Records from a collection
=== Begin Enclosure ===
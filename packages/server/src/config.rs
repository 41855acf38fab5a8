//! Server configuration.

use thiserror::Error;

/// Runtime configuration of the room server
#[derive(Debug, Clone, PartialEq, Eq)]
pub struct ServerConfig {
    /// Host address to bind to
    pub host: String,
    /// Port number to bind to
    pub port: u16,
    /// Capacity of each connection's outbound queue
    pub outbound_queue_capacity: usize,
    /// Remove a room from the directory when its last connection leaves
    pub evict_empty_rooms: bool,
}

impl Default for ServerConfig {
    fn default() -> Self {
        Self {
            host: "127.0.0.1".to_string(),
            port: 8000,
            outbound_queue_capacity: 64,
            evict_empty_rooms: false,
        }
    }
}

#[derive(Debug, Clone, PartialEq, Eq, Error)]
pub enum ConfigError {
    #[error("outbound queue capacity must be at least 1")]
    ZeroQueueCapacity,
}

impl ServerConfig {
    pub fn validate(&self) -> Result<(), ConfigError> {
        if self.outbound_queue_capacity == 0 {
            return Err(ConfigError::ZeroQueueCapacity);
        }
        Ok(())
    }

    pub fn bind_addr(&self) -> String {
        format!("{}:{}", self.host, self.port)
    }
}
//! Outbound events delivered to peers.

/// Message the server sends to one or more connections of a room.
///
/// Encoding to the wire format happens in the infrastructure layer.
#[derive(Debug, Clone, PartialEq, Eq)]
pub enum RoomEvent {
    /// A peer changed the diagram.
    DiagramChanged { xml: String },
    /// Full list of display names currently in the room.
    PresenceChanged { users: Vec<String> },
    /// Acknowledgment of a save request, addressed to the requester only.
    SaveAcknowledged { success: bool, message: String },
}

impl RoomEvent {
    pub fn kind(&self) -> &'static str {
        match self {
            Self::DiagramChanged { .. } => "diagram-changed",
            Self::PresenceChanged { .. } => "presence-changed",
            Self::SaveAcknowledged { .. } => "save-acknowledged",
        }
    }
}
=== End Enclosure ===
=== Begin Enclosure ===
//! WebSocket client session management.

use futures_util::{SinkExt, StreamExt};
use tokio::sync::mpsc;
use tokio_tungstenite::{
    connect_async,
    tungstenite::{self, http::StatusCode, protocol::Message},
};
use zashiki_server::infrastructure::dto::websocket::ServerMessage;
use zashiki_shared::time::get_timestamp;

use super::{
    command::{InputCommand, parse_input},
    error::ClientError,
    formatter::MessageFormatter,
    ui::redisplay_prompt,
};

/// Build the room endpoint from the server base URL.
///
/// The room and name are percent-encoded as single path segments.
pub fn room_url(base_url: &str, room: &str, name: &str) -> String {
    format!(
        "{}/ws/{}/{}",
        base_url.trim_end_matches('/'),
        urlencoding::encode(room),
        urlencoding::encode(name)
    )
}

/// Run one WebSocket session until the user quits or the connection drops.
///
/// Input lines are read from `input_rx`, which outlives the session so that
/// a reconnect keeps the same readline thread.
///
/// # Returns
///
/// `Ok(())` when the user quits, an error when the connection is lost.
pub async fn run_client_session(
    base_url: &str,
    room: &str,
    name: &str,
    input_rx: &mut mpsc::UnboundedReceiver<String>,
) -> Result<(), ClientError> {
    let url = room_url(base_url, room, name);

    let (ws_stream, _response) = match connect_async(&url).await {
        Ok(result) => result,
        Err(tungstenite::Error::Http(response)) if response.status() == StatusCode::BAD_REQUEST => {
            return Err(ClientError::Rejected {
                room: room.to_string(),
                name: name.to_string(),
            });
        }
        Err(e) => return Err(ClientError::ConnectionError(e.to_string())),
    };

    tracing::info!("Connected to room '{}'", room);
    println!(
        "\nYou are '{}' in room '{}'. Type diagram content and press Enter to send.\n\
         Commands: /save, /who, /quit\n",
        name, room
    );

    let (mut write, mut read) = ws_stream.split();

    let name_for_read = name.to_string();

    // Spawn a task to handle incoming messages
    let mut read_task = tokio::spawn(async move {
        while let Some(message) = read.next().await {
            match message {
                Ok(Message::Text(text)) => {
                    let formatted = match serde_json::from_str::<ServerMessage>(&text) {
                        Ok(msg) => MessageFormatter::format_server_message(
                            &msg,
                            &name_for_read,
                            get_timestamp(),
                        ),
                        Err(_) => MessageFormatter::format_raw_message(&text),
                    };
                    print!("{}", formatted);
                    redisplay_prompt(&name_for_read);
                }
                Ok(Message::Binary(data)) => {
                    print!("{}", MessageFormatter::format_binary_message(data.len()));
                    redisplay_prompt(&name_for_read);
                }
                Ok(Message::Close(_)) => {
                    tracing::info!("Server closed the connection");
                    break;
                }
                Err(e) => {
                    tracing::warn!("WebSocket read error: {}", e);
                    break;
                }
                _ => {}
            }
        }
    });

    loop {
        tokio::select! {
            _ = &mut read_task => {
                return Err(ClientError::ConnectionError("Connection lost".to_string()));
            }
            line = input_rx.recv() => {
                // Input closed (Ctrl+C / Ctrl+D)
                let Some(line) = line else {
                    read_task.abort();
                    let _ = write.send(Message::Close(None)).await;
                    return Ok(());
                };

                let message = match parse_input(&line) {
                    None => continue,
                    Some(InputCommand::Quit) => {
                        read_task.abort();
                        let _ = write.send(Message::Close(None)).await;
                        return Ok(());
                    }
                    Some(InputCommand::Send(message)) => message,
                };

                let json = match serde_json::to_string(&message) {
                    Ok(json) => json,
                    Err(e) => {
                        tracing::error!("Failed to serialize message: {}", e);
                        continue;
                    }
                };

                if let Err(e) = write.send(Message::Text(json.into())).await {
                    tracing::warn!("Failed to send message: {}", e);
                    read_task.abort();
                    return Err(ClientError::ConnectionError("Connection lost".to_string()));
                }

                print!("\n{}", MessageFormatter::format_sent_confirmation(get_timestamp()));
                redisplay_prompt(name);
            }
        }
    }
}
=== End Enclosure ===
EXERCISE:
Could you reproduce exactly the lines of the entries above, from the one with "same readline thread." through the one with "-> Result<(), ClientError>", and nothing else?

ANSWER AREA:
/// a reconnect keeps the same readline thread.
///
/// # Returns
///
/// `Ok(())` when the user quits, an error when the connection is lost.
pub async fn run_client_session(
    base_url: &str,
    room: &str,
    name: &str,
    input_rx: &mut mpsc::UnboundedReceiver<String>,
) -> Result<(), ClientError> {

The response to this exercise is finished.